What to work on> Line tally for the word "Creation": count the lines below that contain it and reply with the number alone.
[[ Exercise inputs, beginning ]]
//! Blocks, header hashing and genesis construction.
//!
//! - [`BlockHeader`] - the hashed part of a block
//! - [`Block`] - header plus the previous round's votes and this block's transactions
//! - [`GenesisSpec`] - the fixed configuration genesis is derived from
//!
//! Header hashes are computed over a canonical JSON encoding in which every
//! object's keys are sorted. Validator sets are `BTreeMap`s for the same
//! reason: two nodes holding the same logical block always hash identical
//! bytes.

use crate::paths::{ConsensusPath, STAKING_VALIDATORS};
use crate::{Address, Error, Keypair, Operation, Result, Transaction, H256, UNORDERED_NONCE};
use serde::{Deserialize, Serialize};
use std::collections::{BTreeMap, HashMap};
use std::fmt;
use std::time::{SystemTime, UNIX_EPOCH};
use tracing::{debug, warn};

/// Validator set snapshot: address to stake.
pub type ValidatorSet = BTreeMap<Address, u64>;

/// The hashed portion of a block.
#[derive(Debug, Clone, PartialEq, Eq, Serialize, Deserialize)]
pub struct BlockHeader {
    /// Hash of the previous block (NIL for genesis)
    pub last_hash: H256,
    /// Hash of the previous round's vote transactions
    pub last_votes_hash: H256,
    /// Hash of this block's transaction list
    pub transactions_hash: H256,
    /// Height, genesis is 0
    pub number: u64,
    /// Creation time in milliseconds
    pub timestamp: u64,
    /// Address of the proposer
    pub proposer: Address,
    /// Validator set the block was proposed under
    pub validators: ValidatorSet,
    /// Length in bytes of the serialized transaction list
    pub size: u64,
}

impl BlockHeader {
    /// Keccak-256 of the canonical header encoding.
    pub fn hash(&self) -> H256 {
        canonical_hash(self).unwrap_or_else(|e| {
            // Only reachable if serialization of plain data fails.
            warn!(number = self.number, error = %e, "failed to encode block header");
            H256::NIL
        })
    }
}

impl fmt::Display for BlockHeader {
    fn fmt(&self, f: &mut fmt::Formatter<'_>) -> fmt::Result {
        write!(
            f,
            "Block #{} (last: {}, proposer: {}, {} validators)",
            self.number,
            self.last_hash,
            self.proposer,
            self.validators.len()
        )
    }
}

/// A block: header, body and the declared header hash.
///
/// Blocks parsed from the wire or from disk keep whatever hash they declare
/// until [`Block::validate_hashes`] is called.
#[derive(Debug, Clone, PartialEq, Serialize, Deserialize)]
pub struct Block {
    /// Header
    pub header: BlockHeader,
    /// Votes that finalized the previous block
    pub last_votes: Vec<Transaction>,
    /// Ordinary transactions
    pub transactions: Vec<Transaction>,
    /// Declared header hash
    pub hash: H256,
}

impl Block {
    /// Builds a block stamped with the current wall-clock time.
    pub fn create(
        last_hash: H256,
        last_votes: Vec<Transaction>,
        transactions: Vec<Transaction>,
        number: u64,
        proposer: Address,
        validators: ValidatorSet,
    ) -> Self {
        Self::new(
            last_hash,
            last_votes,
            transactions,
            number,
            now_millis(),
            proposer,
            validators,
        )
    }

    /// Builds a block with an explicit timestamp.
    pub fn new(
        last_hash: H256,
        last_votes: Vec<Transaction>,
        transactions: Vec<Transaction>,
        number: u64,
        timestamp: u64,
        proposer: Address,
        validators: ValidatorSet,
    ) -> Self {
        let header = BlockHeader {
            last_hash,
            last_votes_hash: hash_transactions(&last_votes),
            transactions_hash: hash_transactions(&transactions),
            number,
            timestamp,
            proposer,
            validators,
            size: encoded_len(&transactions),
        };
        let hash = Self::compute_hash(&header);
        Self {
            header,
            last_votes,
            transactions,
            hash,
        }
    }

    /// Height of the block.
    pub fn number(&self) -> u64 {
        self.header.number
    }

    /// Hash of the previous block.
    pub fn last_hash(&self) -> H256 {
        self.header.last_hash
    }

    /// Creation timestamp.
    pub fn timestamp(&self) -> u64 {
        self.header.timestamp
    }

    /// Hash of a header. Pure function of the header fields.
    pub fn compute_hash(header: &BlockHeader) -> H256 {
        header.hash()
    }

    /// Recomputed hash of this block's header.
    pub fn header_hash(&self) -> H256 {
        Self::compute_hash(&self.header)
    }

    /// Recomputes the header hash, transaction hash and vote hash and
    /// compares them with the declared values.
    pub fn validate_hashes(&self) -> bool {
        if self.header_hash() != self.hash {
            warn!(number = self.number(), hash = %self.hash, "block hash mismatch");
            return false;
        }
        if hash_transactions(&self.transactions) != self.header.transactions_hash {
            warn!(number = self.number(), "transactions hash mismatch");
            return false;
        }
        if hash_transactions(&self.last_votes) != self.header.last_votes_hash {
            warn!(number = self.number(), "last votes hash mismatch");
            return false;
        }
        true
    }

    /// Validates a block proposed on top of a chain whose tip is `last_number`.
    ///
    /// Besides the hash checks, every address's ordered transactions must
    /// step by exactly one from the first nonce seen for that address.
    pub fn validate_proposed_block(&self, last_number: u64) -> bool {
        if !self.validate_hashes() {
            return false;
        }
        if self.number() != last_number + 1 {
            warn!(
                number = self.number(),
                expected = last_number + 1,
                "proposed block number is not sequential"
            );
            return false;
        }
        let mut last_nonce: HashMap<Address, i64> = HashMap::new();
        for tx in self.transactions.iter().filter(|tx| tx.is_ordered()) {
            if let Some(prev) = last_nonce.get(&tx.address) {
                if tx.nonce != prev + 1 {
                    warn!(
                        number = self.number(),
                        address = %tx.address,
                        nonce = tx.nonce,
                        previous = prev,
                        "nonce sequence broken in proposed block"
                    );
                    return false;
                }
            }
            last_nonce.insert(tx.address, tx.nonce);
        }
        true
    }

    /// Parses a block from JSON. Malformed input yields `None`.
    pub fn from_json(bytes: &[u8]) -> Option<Self> {
        match serde_json::from_slice(bytes) {
            Ok(block) => Some(block),
            Err(e) => {
                debug!(error = %e, "discarding malformed block");
                None
            }
        }
    }

    /// JSON encoding used on disk and on the wire.
    pub fn to_json(&self) -> Result<Vec<u8>> {
        serde_json::to_vec(self).map_err(|e| Error::Encoding(e.to_string()))
    }

    /// `{number}-{short last hash}-{short hash}.json`
    pub fn file_name(&self) -> String {
        format!(
            "{}-{}-{}.json",
            self.number(),
            self.last_hash().short(4),
            self.hash.short(4)
        )
    }

    /// Derives the genesis block from fixed configuration.
    ///
    /// The block holds a single setup transaction signed by the genesis
    /// owner. It writes the configured initial values, the staking table
    /// and the round-one validator set, total stake and proposer. Signing
    /// is deterministic, so the same `GenesisSpec` always yields the same bytes.
    pub fn genesis(spec: &GenesisSpec) -> Result<Self> {
        if spec.validators.is_empty() {
            return Err(Error::InvalidGenesis("validator set is empty".into()));
        }
        if spec.validators.values().any(|stake| *stake == 0) {
            return Err(Error::InvalidGenesis("validator with zero stake".into()));
        }
        let owner = spec.owner.address();
        let first_proposer = spec.first_proposer();
        if !spec.validators.contains_key(&first_proposer) {
            return Err(Error::InvalidGenesis(format!(
                "first proposer {first_proposer} is not a validator"
            )));
        }
        let total = spec
            .validators
            .values()
            .try_fold(0u64, |acc, stake| acc.checked_add(*stake))
            .ok_or_else(|| Error::InvalidGenesis("total stake overflows".into()))?;
        let validators = to_json_value(&spec.validators)?;

        let mut op_list: Vec<Operation> = spec
            .values
            .iter()
            .map(|(path, value)| Operation::set_value(path.clone(), value.clone()))
            .collect();
        op_list.push(Operation::set_value(STAKING_VALIDATORS, validators.clone()));
        op_list.push(Operation::set_value(
            ConsensusPath::Validators(1).to_string(),
            validators,
        ));
        op_list.push(Operation::set_value(
            ConsensusPath::TotalAtStake(1).to_string(),
            serde_json::Value::from(total),
        ));
        op_list.push(Operation::set_value(
            ConsensusPath::Proposer(1).to_string(),
            serde_json::Value::String(first_proposer.to_hex()),
        ));

        let setup = Transaction::sign(
            &spec.owner,
            UNORDERED_NONCE,
            spec.timestamp,
            Operation::Set { op_list },
        )?;
        Ok(Self::new(
            H256::NIL,
            Vec::new(),
            vec![setup],
            0,
            spec.timestamp,
            owner,
            ValidatorSet::new(),
        ))
    }
}

impl fmt::Display for Block {
    fn fmt(&self, f: &mut fmt::Formatter<'_>) -> fmt::Result {
        write!(
            f,
            "Block #{} (hash: {}, {} txs, {} votes)",
            self.number(),
            self.hash,
            self.transactions.len(),
            self.last_votes.len()
        )
    }
}

/// Fixed configuration the genesis block is derived from.
#[derive(Debug, Clone)]
pub struct GenesisSpec {
    /// Key that signs the setup transaction
    pub owner: Keypair,
    /// Genesis timestamp in milliseconds
    pub timestamp: u64,
    /// Initial validator stakes
    pub validators: ValidatorSet,
    /// Proposer of block 1; see [`GenesisSpec::first_proposer`]
    pub proposer: Option<Address>,
    /// Initial state values keyed by path
    pub values: BTreeMap<String, serde_json::Value>,
}

impl GenesisSpec {
    /// Proposer for round one: the configured one, else the owner when it
    /// holds stake, else the lowest validator address.
    pub fn first_proposer(&self) -> Address {
        let owner = self.owner.address();
        self.proposer
            .or_else(|| self.validators.contains_key(&owner).then_some(owner))
            .or_else(|| self.validators.keys().next().copied())
            .unwrap_or(owner)
    }
}

/// Keccak-256 of the canonical encoding of a transaction list.
pub fn hash_transactions(txs: &[Transaction]) -> H256 {
    canonical_hash(&txs).unwrap_or(H256::NIL)
}

fn canonical_hash<T: Serialize>(value: &T) -> Result<H256> {
    let value = to_json_value(value)?;
    let bytes = serde_json::to_vec(&value).map_err(|e| Error::Encoding(e.to_string()))?;
    Ok(H256::keccak256(&bytes))
}

fn to_json_value<T: Serialize>(value: &T) -> Result<serde_json::Value> {
    serde_json::to_value(value).map_err(|e| Error::Encoding(e.to_string()))
}

fn encoded_len(txs: &[Transaction]) -> u64 {
    serde_json::to_vec(txs).map(|v| v.len() as u64).unwrap_or(0)
}

/// Milliseconds since the Unix epoch.
pub fn now_millis() -> u64 {
    SystemTime::now()
        .duration_since(UNIX_EPOCH)
        .map(|d| d.as_millis() as u64)
        .unwrap_or(0)
}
[[ Exercise inputs, end ]]
Answer to this exercise> 2